Oppenheimer Orchestrates Management Shift in Los Angeles
Richard Wisely, who has managed Oppenheimer & Co.’s shifting fortunes as manager of its Los Angeles-area office under several ownership structures, has stepped aside, a spokeswoman said.
Wisely, who has been with Oppenheimer & Co. and predecessor companies since 1984, is handing the reins of the New York-based firm’s approximately 50-broker office in Westwood office to Kevin F. Friedman, who joined as a producing manager from running Wells Fargo Advisors’ Woodland Hills branch.
Wisely, who began his career at Prudential-Bache Securities predecessor Bache & Co. in 1972 before joining then-Oppenheimer parent CIBC World Markets in 1984, will remain with the New York-based firm as its regional manager for Arizona and southern California, the spokeswoman said. She could not immediately say how many branches or brokers are in the region, but Oppenheimer has about 90 U.S. branches.
The veteran broker was prominently mentioned in a long-running “raiding” arbitration case that Oppenheimer pressed against Citigroup in 2003, when the bank’s Smith Barney unit recruited nine brokers allegedly representing about 30% of production from Wisely’s office. The actions occurred as Oppenheimer was trying to reassure brokers concerned about the firm’s pending sale by parent Canadian Imperial Bank of Commerce to the small Canadian firm Fahnestock Viner Holdings.
The arbitration, decided in Citigroup’s favor in 2011 at a cost of $100,000 to Oppenheimer, mentioned that Wisely himself came close to jumping with a group of brokers to Bank of America. Fahnestock, under the control of Albert Lowenthal, still chairman and CEO of Oppenheimer, offered Wisely “a generous retention package and bonus” but rejected his advice to up its package to other brokers to 75-100% of trailing 12-month production from 35-40% and to retain an attractive deferred compensation plan.
Friedman, Wisely’s successor at the branch, joined Oppenheimer two weeks ago with at least one client associate after an 18-year career with Wells Fargo Advisors and its predecessor firm Wachovia Securities. Neither he nor Wisely returned calls for comment.
Wells’ Woodland Hills office that Friedman managed is currently being overseen by Steven Townsend, the branch’s market manager, according to a person taking calls at the office.

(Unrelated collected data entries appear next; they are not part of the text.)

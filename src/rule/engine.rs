//! The kinked policy-rate rule and its two chart samplers.
//!
//! ```text
//! i = r* + π + a(π) · (π - π*) + 1.0 · gap
//! a(π) = 0.5   if π <= 2.5
//!        0.75  if π >  2.5
//! ```
//!
//! `r*` is the region's neutral rate and `π* = 2.0`. The coefficient scales
//! `π - π*`, not `π - 2.5`, so the rule is left-continuous at the threshold
//! and steps up by [`KINK_JUMP`] (0.125) just above it, where the slope also
//! rises from 1.5 to 1.75.
//!
//! All three operations are pure. Nothing is validated or clamped: NaN and
//! infinities flow through the arithmetic, and callers that want bounds apply
//! them before calling in.

use crate::domain::{CurvePoint, DensityPoint, INFLATION_TARGET, Regime, Region, RuleInput, RuleOutput};
use crate::math::{centered_offsets, normal_pdf, round2, stepped};

/// Inflation above which the stressed response applies (strictly greater).
pub const KINK_THRESHOLD: f64 = 2.5;

/// Inflation-gap coefficient at or below the threshold.
pub const BASE_RESPONSE: f64 = 0.5;

/// Inflation-gap coefficient above the threshold (0.5 × 1.5 stress multiplier).
pub const STRESSED_RESPONSE: f64 = 0.75;

/// Output-gap coefficient.
pub const GAP_WEIGHT: f64 = 1.0;

/// Step in the rule value between `π = 2.5` and the right-hand limit.
pub const KINK_JUMP: f64 = (STRESSED_RESPONSE - BASE_RESPONSE) * (KINK_THRESHOLD - INFLATION_TARGET);

/// Curve inflation domain. Fixed; it does not follow the live input.
pub const CURVE_INFLATION_MIN: f64 = 1.0;
pub const CURVE_INFLATION_MAX: f64 = 3.0;
pub const CURVE_STEP: f64 = 0.05;

/// Illustrative width of the confidence density. Not estimated from data.
pub const DENSITY_STD_DEV: f64 = 0.4;

/// The density is sampled over `mean ± DENSITY_HALF_WIDTH`.
pub const DENSITY_HALF_WIDTH: f64 = 1.5;
pub const DENSITY_STEP: f64 = 0.05;

/// Relative slack under which two grid distances count as a tie.
const TIE_REL_EPS: f64 = 1e-12;

/// Which side of the kink `inflation` falls on.
pub fn regime(inflation: f64) -> Regime {
    if inflation > KINK_THRESHOLD {
        Regime::Stressed
    } else {
        Regime::Base
    }
}

/// Inflation-gap coefficient for the given inflation.
pub fn response_coefficient(inflation: f64) -> f64 {
    match regime(inflation) {
        Regime::Base => BASE_RESPONSE,
        Regime::Stressed => STRESSED_RESPONSE,
    }
}

/// Implied policy rate (percent) for one input triple.
pub fn compute_implied_rate(inflation: f64, output_gap: f64, region: Region) -> f64 {
    let params = region.parameters();
    let coeff = response_coefficient(inflation);
    params.neutral_rate + inflation + coeff * (inflation - params.target) + GAP_WEIGHT * output_gap
}

/// [`compute_implied_rate`] over a bundled input.
pub fn evaluate(input: &RuleInput) -> RuleOutput {
    RuleOutput {
        implied_rate: compute_implied_rate(input.inflation, input.output_gap, input.region),
    }
}

/// Implied rate across the fixed inflation grid `1.00..=3.00` (step 0.05).
///
/// The grid point nearest `current_inflation` carries its rate in
/// `current_sample` when it lies within half a grid step of the live input.
/// At an exact midpoint between two grid values the lower one is marked, so a
/// curve never carries more than one marked point.
pub fn generate_rate_curve(output_gap: f64, region: Region, current_inflation: f64) -> Vec<CurvePoint> {
    let grid: Vec<f64> = stepped(CURVE_INFLATION_MIN, CURVE_INFLATION_MAX, CURVE_STEP)
        .into_iter()
        .map(round2)
        .collect();
    let marked = nearest_within_half_step(&grid, current_inflation, CURVE_STEP);

    grid.iter()
        .enumerate()
        .map(|(i, &inflation)| {
            let rate = compute_implied_rate(inflation, output_gap, region);
            CurvePoint {
                inflation,
                rate,
                current_sample: (marked == Some(i)).then_some(rate),
            }
        })
        .collect()
}

/// Index of the marked point in a generated curve, if any.
pub fn current_sample_index(curve: &[CurvePoint]) -> Option<usize> {
    curve.iter().position(|p| p.current_sample.is_some())
}

/// Gaussian density centered on `implied_rate`, sampled over ±1.5 at step 0.05.
///
/// The sequence is symmetric point for point and its middle sample is the
/// exact peak `1 / (σ √(2π))`. A non-finite rate yields NaN densities.
pub fn generate_confidence_density(implied_rate: f64) -> Vec<DensityPoint> {
    let offsets = centered_offsets(DENSITY_HALF_WIDTH, DENSITY_STEP);
    let finite = implied_rate.is_finite();

    offsets
        .into_iter()
        .map(|dev| DensityPoint {
            x: implied_rate + dev,
            density: if finite {
                normal_pdf(dev, DENSITY_STD_DEV)
            } else {
                f64::NAN
            },
        })
        .collect()
}

/// Nearest grid index strictly within `step / 2` of `target`.
///
/// Distances equal up to float noise count as a tie, and ties keep the earlier
/// (lower) grid value.
fn nearest_within_half_step(grid: &[f64], target: f64, step: f64) -> Option<usize> {
    if !target.is_finite() {
        return None;
    }

    let half = step / 2.0;
    let mut best: Option<(usize, f64)> = None;
    for (i, &g) in grid.iter().enumerate() {
        let dist = (g - target).abs();
        if dist >= half {
            continue;
        }
        match best {
            Some((_, best_dist)) if dist >= best_dist * (1.0 - TIE_REL_EPS) => {}
            _ => best = Some((i, dist)),
        }
    }

    best.map(|(i, _)| i)
}
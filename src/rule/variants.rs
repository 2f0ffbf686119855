//! Textbook policy-rule variants.
//!
//! These take the neutral rate and inflation target explicitly so they can be
//! compared against the kinked rule in [`super::engine`] for any region, or
//! evaluated with a custom `r*`.
//!
//! - Taylor (1993): `i = r* + π + 0.5(π - π*) + 0.5·gap`
//! - Taylor (1999): `i = r* + π + 0.5(π - π*) + 1.0·gap`
//! - Nonlinear: Taylor (1999) with the inflation gap scaled by a stress
//!   multiplier when `π > threshold`
//!
//! [`scenario_matrix`] sweeps one variant over neutral rates, output-gap
//! scenarios and an inflation window for the sensitivity view.

use serde::{Deserialize, Serialize};

use crate::domain::{INFLATION_TARGET, RuleInput, RuleVariant};
use crate::math::{round2, stepped};
use crate::rule::engine::KINK_THRESHOLD;

/// Inflation-gap multiplier above the threshold in the nonlinear rule.
pub const STRESS_MULTIPLIER: f64 = 1.5;

/// Weight on the prior rate in [`apply_smoothing`].
pub const DEFAULT_SMOOTHING_RHO: f64 = 0.8;

/// Rate reduction per unit of financial stress after the 2008 crisis.
pub const FINANCIAL_STRESS_WEIGHT: f64 = 0.25;

/// Inflation window of the scenario view: live inflation ± this (points).
pub const SCENARIO_HALF_WIDTH: f64 = 0.4;
pub const SCENARIO_STEP: f64 = 0.05;

/// One rate path of the scenario matrix.
#[derive(Debug, Clone, PartialEq, Serialize, Deserialize)]
#[serde(rename_all = "camelCase")]
pub struct ScenarioCurve {
    pub neutral_rate: f64,
    pub output_gap: f64,
    /// Rates aligned with the inflation grid passed to [`scenario_matrix`].
    pub rates: Vec<f64>,
}

pub fn taylor_1993(neutral_rate: f64, inflation: f64, output_gap: f64) -> f64 {
    neutral_rate + inflation + 0.5 * (inflation - INFLATION_TARGET) + 0.5 * output_gap
}

pub fn taylor_1999(neutral_rate: f64, inflation: f64, output_gap: f64) -> f64 {
    neutral_rate + inflation + 0.5 * (inflation - INFLATION_TARGET) + output_gap
}

/// Taylor (1999) weights with a steeper reaction once inflation exceeds `threshold`.
pub fn taylor_nonlinear(
    neutral_rate: f64,
    inflation: f64,
    output_gap: f64,
    threshold: f64,
    stress_multiplier: f64,
) -> f64 {
    let base_gap = inflation - INFLATION_TARGET;
    let adjusted_gap = if inflation > threshold {
        base_gap * stress_multiplier
    } else {
        base_gap
    };
    neutral_rate + inflation + 0.5 * adjusted_gap + output_gap
}

/// Taylor (1999) less a premium for financial stress.
pub fn post_crisis_adjusted(neutral_rate: f64, inflation: f64, output_gap: f64, financial_stress: f64) -> f64 {
    taylor_1999(neutral_rate, inflation, output_gap) - FINANCIAL_STRESS_WEIGHT * financial_stress
}

/// Partial adjustment toward the rule: `rho · previous + (1 - rho) · rule`.
pub fn apply_smoothing(rule_rate: f64, previous_rate: f64, rho: f64) -> f64 {
    rho * previous_rate + (1.0 - rho) * rule_rate
}

/// Evaluate a variant with the default threshold and multiplier.
pub fn evaluate_variant(variant: RuleVariant, neutral_rate: f64, inflation: f64, output_gap: f64) -> f64 {
    match variant {
        RuleVariant::Taylor1993 => taylor_1993(neutral_rate, inflation, output_gap),
        RuleVariant::Taylor1999 => taylor_1999(neutral_rate, inflation, output_gap),
        RuleVariant::Nonlinear => {
            taylor_nonlinear(neutral_rate, inflation, output_gap, KINK_THRESHOLD, STRESS_MULTIPLIER)
        }
    }
}

/// Every variant for one input, in [`RuleVariant::ALL`] order.
pub fn compare_variants(input: &RuleInput) -> Vec<(RuleVariant, f64)> {
    let neutral = input.region.neutral_rate();
    RuleVariant::ALL
        .iter()
        .map(|&v| (v, evaluate_variant(v, neutral, input.inflation, input.output_gap)))
        .collect()
}

/// Inflation grid centered on `current` for the scenario view, rounded to cents.
pub fn scenario_inflation_window(current: f64) -> Vec<f64> {
    let start = current - SCENARIO_HALF_WIDTH;
    stepped(start, current + SCENARIO_HALF_WIDTH, SCENARIO_STEP)
        .into_iter()
        .map(round2)
        .collect()
}

/// Evaluate `variant` for every `(neutral rate, output gap)` pair across `inflations`.
///
/// Curves come out neutral-rate major, in input order.
pub fn scenario_matrix(
    variant: RuleVariant,
    neutral_rates: &[f64],
    inflations: &[f64],
    output_gaps: &[f64],
) -> Vec<ScenarioCurve> {
    let mut out = Vec::with_capacity(neutral_rates.len() * output_gaps.len());
    for &neutral_rate in neutral_rates {
        for &output_gap in output_gaps {
            let rates = inflations
                .iter()
                .map(|&pi| evaluate_variant(variant, neutral_rate, pi, output_gap))
                .collect();
            out.push(ScenarioCurve {
                neutral_rate,
                output_gap,
                rates,
            });
        }
    }
    out
}

/// Extra tightening from the kink relative to Taylor (1999), in basis points.
pub fn nonlinear_premium_bps(input: &RuleInput) -> f64 {
    let neutral = input.region.neutral_rate();
    let nonlinear = evaluate_variant(RuleVariant::Nonlinear, neutral, input.inflation, input.output_gap);
    let linear = taylor_1999(neutral, input.inflation, input.output_gap);
    (nonlinear - linear) * 100.0
}

#[cfg(test)]
mod tests {
    use super::*;
    use crate::domain::Region;
    use crate::rule::engine::compute_implied_rate;

    #[test]
    fn textbook_rules_on_reference_scenario() {
        // r* = 2.75, π = 2.5, gap = -0.8.
        let t93 = taylor_1993(2.75, 2.5, -0.8);
        let t99 = taylor_1999(2.75, 2.5, -0.8);
        assert!((t93 - 5.1).abs() < 1e-12);
        assert!((t99 - 4.7).abs() < 1e-12);
        assert!((apply_smoothing(t99, 2.25, DEFAULT_SMOOTHING_RHO) - 2.74).abs() < 1e-12);
    }

    #[test]
    fn nonlinear_matches_kinked_engine() {
        for region in Region::ALL {
            for &pi in &[1.0, 2.0, 2.5, 2.55, 3.0, 4.8] {
                for &gap in &[-2.0, 0.0, 1.3] {
                    let engine = compute_implied_rate(pi, gap, region);
                    let variant = evaluate_variant(RuleVariant::Nonlinear, region.neutral_rate(), pi, gap);
                    assert!((engine - variant).abs() < 1e-12, "pi={pi} gap={gap}");
                }
            }
        }
    }

    #[test]
    fn premium_is_zero_at_or_below_threshold() {
        let input = RuleInput::new(2.5, 0.3, Region::Us);
        assert_eq!(nonlinear_premium_bps(&input), 0.0);

        // Above: 0.25 × (3.0 - 2.0) = 0.25 points.
        let input = RuleInput::new(3.0, 0.3, Region::Us);
        assert!((nonlinear_premium_bps(&input) - 25.0).abs() < 1e-9);
    }

    #[test]
    fn post_crisis_subtracts_stress_premium() {
        let base = taylor_1999(2.5, 2.0, 0.0);
        assert!((post_crisis_adjusted(2.5, 2.0, 0.0, 2.0) - (base - 0.5)).abs() < 1e-12);
    }

    #[test]
    fn smoothing_endpoints() {
        assert_eq!(apply_smoothing(5.0, 3.0, 1.0), 3.0);
        assert_eq!(apply_smoothing(5.0, 3.0, 0.0), 5.0);
    }

    #[test]
    fn scenario_window_is_centered() {
        let w = scenario_inflation_window(2.5);
        assert_eq!(w.len(), 17);
        assert_eq!(w[0], 2.1);
        assert_eq!(w[8], 2.5);
        assert_eq!(w[16], 2.9);
    }

    #[test]
    fn scenario_matrix_shape_and_values() {
        let pis = [2.0, 2.5, 3.0];
        let m = scenario_matrix(RuleVariant::Nonlinear, &[2.5, 2.75], &pis, &[-0.8, 0.0, 1.0]);
        assert_eq!(m.len(), 6);
        assert_eq!((m[0].neutral_rate, m[0].output_gap), (2.5, -0.8));
        assert_eq!((m[5].neutral_rate, m[5].output_gap), (2.75, 1.0));
        for curve in &m {
            assert_eq!(curve.rates.len(), pis.len());
        }

        // Nonlinear with the US neutral rate is the kinked engine.
        for (j, &pi) in pis.iter().enumerate() {
            let engine = compute_implied_rate(pi, 0.0, Region::Us);
            assert!((m[1].rates[j] - engine).abs() < 1e-12);
        }

        // Output gaps shift the whole path one for one under Taylor 1999 weights.
        for j in 0..pis.len() {
            assert!((m[2].rates[j] - m[1].rates[j] - 1.0).abs() < 1e-12);
        }
    }

    #[test]
    fn scenario_matrix_follows_variant() {
        let m = scenario_matrix(RuleVariant::Taylor1993, &[2.5], &[2.0], &[1.0]);
        assert!((m[0].rates[0] - taylor_1993(2.5, 2.0, 1.0)).abs() < 1e-12);
        assert!(scenario_matrix(RuleVariant::Taylor1999, &[], &[2.0], &[0.0]).is_empty());
    }

    #[test]
    fn compare_lists_every_variant() {
        let rows = compare_variants(&RuleInput::new(2.2, 0.5, Region::Us));
        let kinds: Vec<_> = rows.iter().map(|(v, _)| *v).collect();
        assert_eq!(kinds, RuleVariant::ALL.to_vec());
        assert!((rows[1].1 - 5.3).abs() < 1e-12);
    }
}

Wisely’s BrokerCheck history over his 40-year career is unmarked by a customer or regulatory complaint, according to the Financial Industry Regulatory Authority database. He gained notoriety in 2005, however, when he was permitted to cash out investments in a poorly performing hedge fund that had trapped some wealthy Oppenheimer clients, according to this Wall Street Journal article.
Friedman was named a top branch manager in 2015 by “On Wall Street” magazine for his coordination of 50 brokers in the Woodland Hills branch. He has one mark over his 21-year career, a customer complaint lodged in June alleging that he failed to supervise a broker in connection with an unspecified complaint. The issue is pending, according to his BrokerCheck record.
Prior to joining Wells, Friedman was registered for three years with Merrill Lynch in New York City.